Interesting. I admit I've never heard of this problem until reading this post. I can sort of see why it might initially be regarded with skepticism (although a quick perusal of the Internet would mostly solve this).

You have to admit, your son can have a light-hearted ice-breaker in starting conversation about the shades. "I'm _________, international man of mystery." Or, "I'm one of the good vampires in 'Twilight.'" ;-)

hayesatlbch Author Profile Page said:

The problem with Irlen lenses is more a matter of business philosophy than science. Irlen lenses have a fairly high failure rate low standards of success but yet offer no financial guarantee. Claims of helping all dyslexics, autistics, as well as people with ADHD seems more a method of generating profits than identifying a target.

As a competitor with a better product, I thought it best to develop identifying criteria. It wasn't as hard as you might think. Visual dyslexics that can describe a visual problem that makes reading difficult are candidates for a visual intervention.
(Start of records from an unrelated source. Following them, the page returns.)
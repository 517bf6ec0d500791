//! Intermediate Representation for OpenAPI to tool wrapper code generation.
//!
//! This module defines a three-layer architecture:
//! 1. Endpoint IR: normalized operations, parameters, bodies, diagnostics
//! 2. Rust AST IR: types, expressions, statements, items
//! 3. Emission: AST to Rust source strings via the `Emit` trait
//!
//! The separation allows:
//! - All OpenAPI corner cases resolved in normalization
//! - Code generation builds structured AST (testable)
//! - Emission is purely mechanical string building
//!
//! ## Module Structure
//!
//! - `api`: Endpoint IR (Endpoint, Parameter, Diagnostic)
//! - `naming`: tool names, inflection, collision registry
//! - `type_resolver`: schema descriptors to target types
//! - `normalize`: OpenAPI spec -> Endpoint IR
//! - `types`: Rust AST IR (RsType, RsExpr, RsStmt, RsFn, RsModule)
//! - `codegen`: Endpoint IR -> Rust AST
//! - `emit`: Rust AST -> code strings (via Emit trait)
//! - `utils`: identifier and literal helpers shared across modules

pub mod api;
mod codegen;
mod emit;
pub mod naming;
mod normalize;
pub mod type_resolver;
mod types;
pub mod utils;

pub use api::{
    Diagnostic, DiagnosticKind, Endpoint, Extraction, HttpMethod, ParamLocation, Parameter,
    RequestBody, Response,
};
pub use codegen::{EmitOptions, PLACEHOLDER_BASE_URL, codegen_module};
pub use emit::Emit;
pub use naming::{NameRegistry, pluralize, resolve_tool_name, singularize};
pub use normalize::{DEFAULT_CONTENT_TYPE, extract_endpoints};
pub use type_resolver::{ResolvedType, TypeResolver};
pub use types::RsModule;
use clap::Args;
use console::style;

use toolforge_core::openapi::ir::extract_endpoints;
use toolforge_core::{Endpoint, OpenApiSpec};

use crate::common::{print_diagnostics, run_cli_async};
use crate::source::SpecSource;

#[derive(Args, Debug, Clone)]
pub struct InspectArgs {
    #[arg(
        value_name = "SOURCE",
        help = "Path or http(s) URL of the OpenAPI document"
    )]
    pub source: String,
}

pub async fn run(args: InspectArgs) -> i32 {
    run_cli_async(|| run_inner(args)).await
}

async fn run_inner(args: InspectArgs) -> Result<(), String> {
    let source = SpecSource::parse(&args.source);
    let text = source.acquire().await.map_err(|err| err.to_string())?;

    let spec = OpenApiSpec::parse(&text).map_err(|err| format!("{source}: {err}"))?;
    let extraction = extract_endpoints(&spec).map_err(|err| format!("{source}: {err}"))?;

    for endpoint in &extraction.endpoints {
        println!("{}", endpoint_line(endpoint));
    }
    println!(
        "\n{} endpoint(s) in {}",
        style(extraction.endpoints.len()).cyan().bold(),
        style(&source).dim()
    );
    print_diagnostics(&extraction.diagnostics);
    Ok(())
}

/// `METHOD path -> ToolName`, unstyled.
fn endpoint_line(endpoint: &Endpoint) -> String {
    format!(
        "{:<7} {} -> {}",
        endpoint.http_method.as_str(),
        endpoint.path,
        endpoint.tool_name
    )
}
By taking a different approach to the problem and developing a universal visual dyslexia filter the success rate increased and I was able to eliminate the need for personal evaluation. Because of the increased success rate, I'm able to offer a money back guarantee. Eliminating the need for personal evaluation makes sales over the Internet possible.

For more information about See Right Dyslexia Glasses and visual dyslexia visit .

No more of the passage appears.